La diversité microbienne découverte suggère des voies métaboliques alternatives qui n’avaient pas été observées avec autant d’intensité dans des environnements similaires. La stabilité géologique de cette région, maintenue pendant des millions d’années, pourrait avoir favorisé l’évolution de communautés biologiques uniques.

Des études d’ARN ont révélé des communautés microbiennes dominées par des cycles de soufre, avec des biofilms de bactéries oxydantes en surface et des micro-organismes réducteurs de sulfate dans le sous-sol.

Le cycle du soufre dans cet écosystème agit comme source d’énergie principale, remplaçant le méthane et générant des flux énergétiques suffisants pour maintenir des communautés complexes sous des conditions extrêmes.

Les formations de pyrite trouvées dans le sédiment confirment une intense activité géochimique, produit de l’activité microbienne qui altère l’environnement chimique.

L’absence de micro-organismes typiques comme les archées ANME, qui consomment du méthane, indique un changement dans la chaîne trophique et suggère un écosystème basé sur le soufre au lieu du carbone réduit.

Cet écosystème autonome, indépendant de la matière organique superficielle, devient un cas unique dans les océans profonds. Ses configurations biologiques ouvrent de nouvelles lignes de recherche sur la diversité métabolique.
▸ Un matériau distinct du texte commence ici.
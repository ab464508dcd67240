//! Structural model of a type's shape. Pure data: the builder produces it, the
//! generator lowers it, and it is what client and server exchange.
use std::fmt::{self, Write};

use indexmap::IndexMap;
use serde::{Deserialize, Serialize};

// ————————————————————————————————————————————————————————————————————————————
// TYPES
// ————————————————————————————————————————————————————————————————————————————

#[derive(Debug, Clone, PartialEq, Serialize, Deserialize)]
#[serde(tag = "type", rename_all = "camelCase")]
pub enum Model {
    Primitive { kind: PrimitiveKind },
    Literal { value: LiteralValue },
    Object { members: Vec<ObjectEntry> },       // named members first, then index members
    Array { element: Box<Model> },
    Tuple { elements: Vec<TupleElement> },
    Union { members: Vec<Model> },              // order is the try-order
    Intersection { members: Vec<Model> },       // order is the merge-order
    Enum { name: String, members: Vec<EnumMember> },
    Reference {
        name: String,                           // canonical, e.g. `Box<number>`
        #[serde(default, skip_serializing_if = "Option::is_none")]
        arguments: Option<Vec<Model>>,
    },
    TemplateLiteral { parts: Vec<Model> },      // string literals are text, the rest interpolations
}

#[derive(Debug, Clone, Copy, PartialEq, Eq, Hash, Serialize, Deserialize)]
#[serde(rename_all = "lowercase")]
pub enum PrimitiveKind {
    String,
    Number,
    Boolean,
    Null,
    Undefined,
    Any,
    Date,
    Bigint,
}

#[derive(Debug, Clone, PartialEq, Serialize, Deserialize)]
#[serde(tag = "kind", content = "value", rename_all = "camelCase")]
pub enum LiteralValue {
    String(String),
    Number(f64),
    Boolean(bool),
    BigInt(String),                             // decimal digits, optional leading `-`
}

#[derive(Debug, Clone, PartialEq, Serialize, Deserialize)]
#[serde(tag = "kind", rename_all = "camelCase")]
pub enum ObjectEntry {
    Member(Member),
    Index(IndexMember),
}

#[derive(Debug, Clone, PartialEq, Serialize, Deserialize)]
pub struct Member {
    pub name: String,
    pub optional: bool,
    pub model: Model,
}

#[derive(Debug, Clone, PartialEq, Serialize, Deserialize)]
pub struct IndexMember {
    pub key: Model,                             // string, number or template literal
    pub optional: bool,
    pub model: Model,
}

#[derive(Debug, Clone, PartialEq, Serialize, Deserialize)]
pub struct TupleElement {
    pub position: usize,
    pub model: Model,                           // for rest elements: the element type
    pub rest: bool,
}

#[derive(Debug, Clone, PartialEq, Serialize, Deserialize)]
pub struct EnumMember {
    pub name: String,
    pub value: LiteralValue,
}

/// Interchange form: every named type appears once in `dependencies` and is
/// referenced by canonical name everywhere else.
#[derive(Debug, Clone, Default, PartialEq, Serialize, Deserialize)]
pub struct ModelDocument {
    pub roots: IndexMap<String, Model>,
    pub dependencies: IndexMap<String, Model>,
}

// ————————————————————————————————————————————————————————————————————————————
// IMPLEMENTATION
// ————————————————————————————————————————————————————————————————————————————

impl Model {
    pub fn primitive(kind: PrimitiveKind) -> Self {
        Model::Primitive { kind }
    }
    pub fn string() -> Self {
        Self::primitive(PrimitiveKind::String)
    }
    pub fn number() -> Self {
        Self::primitive(PrimitiveKind::Number)
    }
    pub fn boolean() -> Self {
        Self::primitive(PrimitiveKind::Boolean)
    }
    pub fn undefined() -> Self {
        Self::primitive(PrimitiveKind::Undefined)
    }
    pub fn any() -> Self {
        Self::primitive(PrimitiveKind::Any)
    }

    pub fn literal(value: LiteralValue) -> Self {
        Model::Literal { value }
    }
    pub fn string_literal(s: impl Into<String>) -> Self {
        Self::literal(LiteralValue::String(s.into()))
    }
    pub fn number_literal(n: f64) -> Self {
        Self::literal(LiteralValue::Number(n))
    }
    pub fn boolean_literal(b: bool) -> Self {
        Self::literal(LiteralValue::Boolean(b))
    }

    pub fn array(element: Model) -> Self {
        Model::Array { element: Box::new(element) }
    }
    pub fn union(members: Vec<Model>) -> Self {
        Model::Union { members }
    }
    pub fn intersection(members: Vec<Model>) -> Self {
        Model::Intersection { members }
    }
    pub fn object(members: Vec<ObjectEntry>) -> Self {
        Model::Object { members }
    }

    pub fn reference(name: impl Into<String>) -> Self {
        Model::Reference { name: name.into(), arguments: None }
    }

    pub fn member(name: impl Into<String>, optional: bool, model: Model) -> ObjectEntry {
        ObjectEntry::Member(Member { name: name.into(), optional, model })
    }

    pub fn index(key: Model, optional: bool, model: Model) -> ObjectEntry {
        ObjectEntry::Index(IndexMember { key, optional, model })
    }

    /// TypeScript-flavoured text for this model. Used to spell type arguments
    /// inside canonical names, so it must be deterministic.
    pub fn display_name(&self) -> String {
        let mut out = String::new();
        // writing into a String cannot fail
        let _ = self.write_display(&mut out);
        out
    }

    fn write_display(&self, out: &mut String) -> fmt::Result {
        match self {
            Model::Primitive { kind } => out.write_str(kind.keyword()),
            Model::Literal { value } => write!(out, "{value}"),
            Model::Object { members } => {
                if members.is_empty() {
                    return out.write_str("{}");
                }
                out.write_str("{ ")?;
                for (i, entry) in members.iter().enumerate() {
                    if i > 0 {
                        out.write_str("; ")?;
                    }
                    match entry {
                        ObjectEntry::Member(m) => {
                            write!(out, "{}{}: ", m.name, if m.optional { "?" } else { "" })?;
                            m.model.write_display(out)?;
                        }
                        ObjectEntry::Index(ix) => {
                            out.write_str("[key: ")?;
                            ix.key.write_display(out)?;
                            write!(out, "]{}: ", if ix.optional { "?" } else { "" })?;
                            ix.model.write_display(out)?;
                        }
                    }
                }
                out.write_str(" }")
            }
            Model::Array { element } => {
                element.write_operand(out)?;
                out.write_str("[]")
            }
            Model::Tuple { elements } => {
                out.write_char('[')?;
                for (i, el) in elements.iter().enumerate() {
                    if i > 0 {
                        out.write_str(", ")?;
                    }
                    if el.rest {
                        out.write_str("...")?;
                        el.model.write_operand(out)?;
                        out.write_str("[]")?;
                    } else {
                        el.model.write_display(out)?;
                    }
                }
                out.write_char(']')
            }
            Model::Union { members } => write_joined(out, members, " | "),
            Model::Intersection { members } => write_joined(out, members, " & "),
            Model::Enum { name, .. } => out.write_str(name),
            Model::Reference { name, .. } => out.write_str(name),
            Model::TemplateLiteral { parts } => {
                out.write_char('`')?;
                for part in parts {
                    match part {
                        Model::Literal { value: LiteralValue::String(text) } => {
                            out.write_str(text)?
                        }
                        other => {
                            out.write_str("${")?;
                            other.write_display(out)?;
                            out.write_char('}')?;
                        }
                    }
                }
                out.write_char('`')
            }
        }
    }

    // Operands of `[]` need parentheses around unions and intersections.
    fn write_operand(&self, out: &mut String) -> fmt::Result {
        match self {
            Model::Union { .. } | Model::Intersection { .. } => {
                out.write_char('(')?;
                self.write_display(out)?;
                out.write_char(')')
            }
            _ => self.write_display(out),
        }
    }

    /// Every canonical name this model points at, in traversal order.
    pub fn references(&self) -> Vec<&str> {
        let mut out = Vec::new();
        self.collect_references(&mut out);
        out
    }

    fn collect_references<'a>(&'a self, out: &mut Vec<&'a str>) {
        match self {
            Model::Primitive { .. } | Model::Literal { .. } | Model::Enum { .. } => {}
            Model::Object { members } => {
                for entry in members {
                    match entry {
                        ObjectEntry::Member(m) => m.model.collect_references(out),
                        ObjectEntry::Index(ix) => {
                            ix.key.collect_references(out);
                            ix.model.collect_references(out);
                        }
                    }
                }
            }
            Model::Array { element } => element.collect_references(out),
            Model::Tuple { elements } => {
                for el in elements {
                    el.model.collect_references(out);
                }
            }
            Model::Union { members }
            | Model::Intersection { members }
            | Model::TemplateLiteral { parts: members } => {
                for m in members {
                    m.collect_references(out);
                }
            }
            Model::Reference { name, arguments } => {
                out.push(name);
                for arg in arguments.iter().flatten() {
                    arg.collect_references(out);
                }
            }
        }
    }
}

fn write_joined(out: &mut String, members: &[Model], sep: &str) -> fmt::Result {
    for (i, m) in members.iter().enumerate() {
        if i > 0 {
            out.write_str(sep)?;
        }
        m.write_display(out)?;
    }
    Ok(())
}

impl PrimitiveKind {
    pub fn keyword(self) -> &'static str {
        match self {
            PrimitiveKind::String => "string",
            PrimitiveKind::Number => "number",
            PrimitiveKind::Boolean => "boolean",
            PrimitiveKind::Null => "null",
            PrimitiveKind::Undefined => "undefined",
            PrimitiveKind::Any => "any",
            PrimitiveKind::Date => "Date",
            PrimitiveKind::Bigint => "bigint",
        }
    }
}

impl LiteralValue {
    /// The literal as it would appear inside a template string.
    pub fn text(&self) -> String {
        match self {
            LiteralValue::String(s) => s.clone(),
            LiteralValue::Number(n) => format_number(*n),
            LiteralValue::Boolean(b) => b.to_string(),
            LiteralValue::BigInt(digits) => digits.clone(),
        }
    }
}

impl fmt::Display for LiteralValue {
    fn fmt(&self, f: &mut fmt::Formatter<'_>) -> fmt::Result {
        match self {
            LiteralValue::String(s) => write!(f, "{s:?}"),
            LiteralValue::Number(n) => f.write_str(&format_number(*n)),
            LiteralValue::Boolean(b) => write!(f, "{b}"),
            LiteralValue::BigInt(digits) => write!(f, "{digits}n"),
        }
    }
}

/// Integers print without a fractional part, like a JS number would.
pub fn format_number(n: f64) -> String {
    if n.is_finite() && n.fract() == 0.0 && n.abs() < 1e15 {
        format!("{}", n as i64)
    } else {
        format!("{n}")
    }
}

impl ModelDocument {
    /// Fold another document in. Canonical names are stable across builds, so
    /// a name present in both maps denotes the same model and the first wins.
    pub fn merge(&mut self, other: ModelDocument) {
        for (name, model) in other.roots {
            self.roots.entry(name).or_insert(model);
        }
        for (name, model) in other.dependencies {
            self.dependencies.entry(name).or_insert(model);
        }
    }
}

// ————————————————————————————————————————————————————————————————————————————
// TESTS
// ————————————————————————————————————————————————————————————————————————————

#[cfg(test)]
mod tests {
    use super::*;
    use pretty_assertions::assert_eq;

    #[test]
    fn display_names_read_like_type_syntax() {
        let m = Model::object(vec![
            Model::member(
                "a",
                false,
                Model::array(Model::union(vec![Model::string(), Model::number()])),
            ),
            Model::member("b", true, Model::number_literal(1.0)),
            Model::index(Model::string(), false, Model::reference("Box<number>")),
        ]);
        assert_eq!(
            m.display_name(),
            "{ a: (string | number)[]; b?: 1; [key: string]: Box<number> }"
        );
    }

    #[test]
    fn template_display_keeps_text_and_interpolations() {
        let m = Model::TemplateLiteral {
            parts: vec![Model::string_literal("id-"), Model::number()],
        };
        assert_eq!(m.display_name(), "`id-${number}`");
    }

    #[test]
    fn serde_shape_is_tagged() {
        let m = Model::reference("Tree<number>");
        let json = serde_json::to_value(&m).unwrap();
        assert_eq!(json, serde_json::json!({"type": "reference", "name": "Tree<number>"}));
        let lit = serde_json::to_value(Model::string_literal("x")).unwrap();
        assert_eq!(
            lit,
            serde_json::json!({"type": "literal", "value": {"kind": "string", "value": "x"}})
        );
    }

    #[test]
    fn references_are_collected_in_order() {
        let m = Model::union(vec![
            Model::reference("A"),
            Model::array(Model::reference("B")),
            Model::Reference { name: "C<D>".into(), arguments: Some(vec![Model::reference("D")]) },
        ]);
        assert_eq!(m.references(), vec!["A", "B", "C<D>", "D"]);
    }

    #[test]
    fn merge_keeps_first_definition() {
        let mut a = ModelDocument::default();
        a.dependencies.insert("X".into(), Model::string());
        let mut b = ModelDocument::default();
        b.dependencies.insert("X".into(), Model::number());
        b.dependencies.insert("Y".into(), Model::number());
        a.merge(b);
        assert_eq!(a.dependencies.len(), 2);
        assert_eq!(a.dependencies["X"], Model::string());
    }
}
La découverte a des implications pour la recherche de vie sur d’autres planètes, suggérant que des lunes comme Europe ou Encelade pourraient abriter des écosystèmes similaires. La résistance biologique observée dépasse les limites connues et offre des stratégies d’adaptation dans des environnements sans ressources énergétiques conventionnelles.

La fosse Pérou-Chili, avec plus de 8 000 mètres de profondeur, est l’un des endroits les plus stables de la Terre, permettant la persistance d’écosystèmes qui pourraient être considérés comme des « fossiles vivants ».